Detection of Unitary TRPV4 Channel Activity in Primary Human Cerebral Artery Microvascular Endothelial Cells Using TIRF Microscopy

The vanilloid (V) transient receptor potential (TRP) channel TRPV4 is a Ca 2+ ‐permeable cation channel present in the endothelium of cerebral arteries that contributes to the regulation of vascular tone. We sought to develop a method allowing for the detection of unitary TRPV4 channel activity in endothelial cells using Total Internal Reflection Fluorescence Microscopy (TIRFM), a technique that permits observation of fluorescent molecules at or near the plasma membrane.
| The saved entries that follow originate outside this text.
//! Fact Processor (spec.md §4.4): normalizes raw oracle output into
//! storable [`Fact`]s and detects supersession against what a [`Store`]
//! already holds.
//!
//! Grounded in `rlm/facts.py`'s normalization loop (reject empty/short
//! text, coerce unknown fact types to `observation`, clamp confidence,
//! normalize entity casing) and its `store_facts` supersession loop
//! (look up existing non-superseded facts for the same `(entity,
//! fact_type)` key before inserting the new one).

use crate::constants;
use crate::error::Result;
use crate::store::{fact_from_raw, Store};
use crate::types::{Fact, FactType, RawFact};

/// Minimum fact text length (in chars) below which a raw fact is
/// discarded as too thin to be useful.
const MIN_FACT_TEXT_CHARS: usize = 10;

/// Validate and normalize one raw fact, or reject it. Matches
/// `rlm/facts.py`'s per-fact normalization: empty/short text is
/// dropped, fact_type is coerced into the closed set, confidence is
/// clamped to `[0, 1]` (defaulting to [`constants::DEFAULT_CONFIDENCE`]
/// for non-numeric/out-of-range input), and anything below
/// `min_confidence` (the engine's configured floor, [`constants::MIN_CONFIDENCE`]
/// by default) after clamping is dropped. The entity is lowercased and
/// trimmed; an entity that's empty or a stopword after normalization is
/// dropped (kept as `None`) rather than the whole fact.
#[must_use]
pub fn normalize_raw_fact(mut raw: RawFact, min_confidence: f64) -> Option<RawFact> {
    let trimmed_text = raw.fact_text.trim();
    if trimmed_text.chars().count() < MIN_FACT_TEXT_CHARS {
        return None;
    }
    raw.fact_text = trimmed_text.to_string();

    if !raw.confidence.is_finite() || !(0.0..=1.0).contains(&raw.confidence) {
        raw.confidence = constants::DEFAULT_CONFIDENCE;
    }
    if raw.confidence < min_confidence {
        return None;
    }

    raw.entity = raw.entity.and_then(|e| {
        let normalized = e.trim().to_lowercase();
        if normalized.chars().count() < 2 || constants::STOPWORDS.contains(&normalized.as_str()) {
            None
        } else {
            Some(normalized)
        }
    });

    Some(raw)
}

/// Normalize and store a batch of raw facts extracted from one episode,
/// detecting and applying supersession along the way. Returns the facts
/// actually stored (post-normalization, post-supersession).
///
/// # Errors
/// Propagates any storage error. A single fact's storage failure aborts
/// the remaining batch rather than partially committing it — callers
/// (the ingestion pipeline) treat fact-extraction failure as non-fatal
/// at a higher level by catching this and logging instead of
/// propagating to the caller of `smart_remember`.
pub fn store_facts(
    store: &dyn Store,
    source_entry_id: &str,
    raw_facts: Vec<RawFact>,
    min_confidence: f64,
) -> Result<Vec<Fact>> {
    let mut stored = Vec::new();
    for raw in raw_facts {
        let Some(raw) = normalize_raw_fact(raw, min_confidence) else {
            continue;
        };
        let fact_type = FactType::coerce(&raw.fact_type);
        let fact = fact_from_raw(raw, fact_type, source_entry_id.to_string());

        if let Some(entity) = fact.entity.as_deref() {
            let existing = store.find_facts_by_entity(entity, fact_type.as_str())?;
            for prior in existing {
                store.supersede_fact(&prior.id, &fact.id)?;
            }
        }

        store.insert_fact(&fact)?;
        stored.push(fact);
    }
    Ok(stored)
}

#[cfg(test)]
mod tests {
    use super::*;

    fn raw(text: &str, entity: Option<&str>, fact_type: &str, confidence: f64) -> RawFact {
        RawFact {
            fact_text: text.to_string(),
            entity: entity.map(str::to_string),
            fact_type: fact_type.to_string(),
            confidence,
        }
    }

    fn normalize_raw_fact_default(raw: RawFact) -> Option<RawFact> {
        normalize_raw_fact(raw, constants::MIN_CONFIDENCE)
    }

    #[test]
    fn short_fact_text_is_rejected() {
        assert!(normalize_raw_fact(raw("too short", Some("x"), "technical", 0.9), constants::MIN_CONFIDENCE).is_none());
    }

    #[test]
    fn low_confidence_fact_is_rejected() {
        let result = normalize_raw_fact_default(raw(
            "The user prefers dark mode in every editor they use",
            Some("user"),
            "preference",
            0.5,
        ));
        assert!(result.is_none());
    }

    #[test]
    fn non_numeric_confidence_defaults_and_survives() {
        let result = normalize_raw_fact_default(raw(
            "The team decided to use PostgreSQL for the new service",
            Some("team"),
            "decision",
            f64::NAN,
        ));
        let result = result.expect("should survive with default confidence");
        assert!((result.confidence - constants::DEFAULT_CONFIDENCE).abs() < f64::EPSILON);
    }

    #[test]
    fn stopword_entity_is_dropped_but_fact_survives() {
        let result = normalize_raw_fact_default(raw(
            "The system uses SQLite for all local storage needs",
            Some("the"),
            "technical",
            0.9,
        ))
        .unwrap();
        assert!(result.entity.is_none());
    }

    #[test]
    fn single_char_entity_is_dropped_but_fact_survives() {
        let result = normalize_raw_fact_default(raw(
            "The team decided to use x as the build tool going forward",
            Some("x"),
            "decision",
            0.9,
        ))
        .unwrap();
        assert!(result.entity.is_none());
    }

    #[test]
    fn entity_is_lowercased_and_trimmed() {
        let result = normalize_raw_fact_default(raw(
            "Alice prefers tabs over spaces in all her projects",
            Some("  Alice  "),
            "preference",
            0.9,
        ))
        .unwrap();
        assert_eq!(result.entity.as_deref(), Some("alice"));
    }
}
Primary human cerebral artery microvascular endothelial cells (passages 3–5) were loaded with the Ca 2+ indicator dye Fluo‐4 AM and imaged using TIRFM. Under basal conditions, transient Ca 2+ events were recorded with a mean amplitude (F/F o ) of 1.23±0.01, duration of 287±0.04 ms, and frequency of 0.03±0.01 Hz (n =25). Removal of extracellular Ca 2+ abolished these events. Administration of the small molecule TRPV4 agonist GSK1016790A (100 nM) significantly increased the frequency of these events (0.25±0.05 Hz) and decreased the duration (144±0.01 ms), while amplitude remained unchanged (n = 20). In addition, we found that GSK1016790A–induced increases in event frequency were attenuated by the non‐selective TRPV blocker ruthenium red (10 μM). We conclude that Ca 2+ influx events recorded using TIRFM represent unitary TRPV4 activity in primary endothelial cells.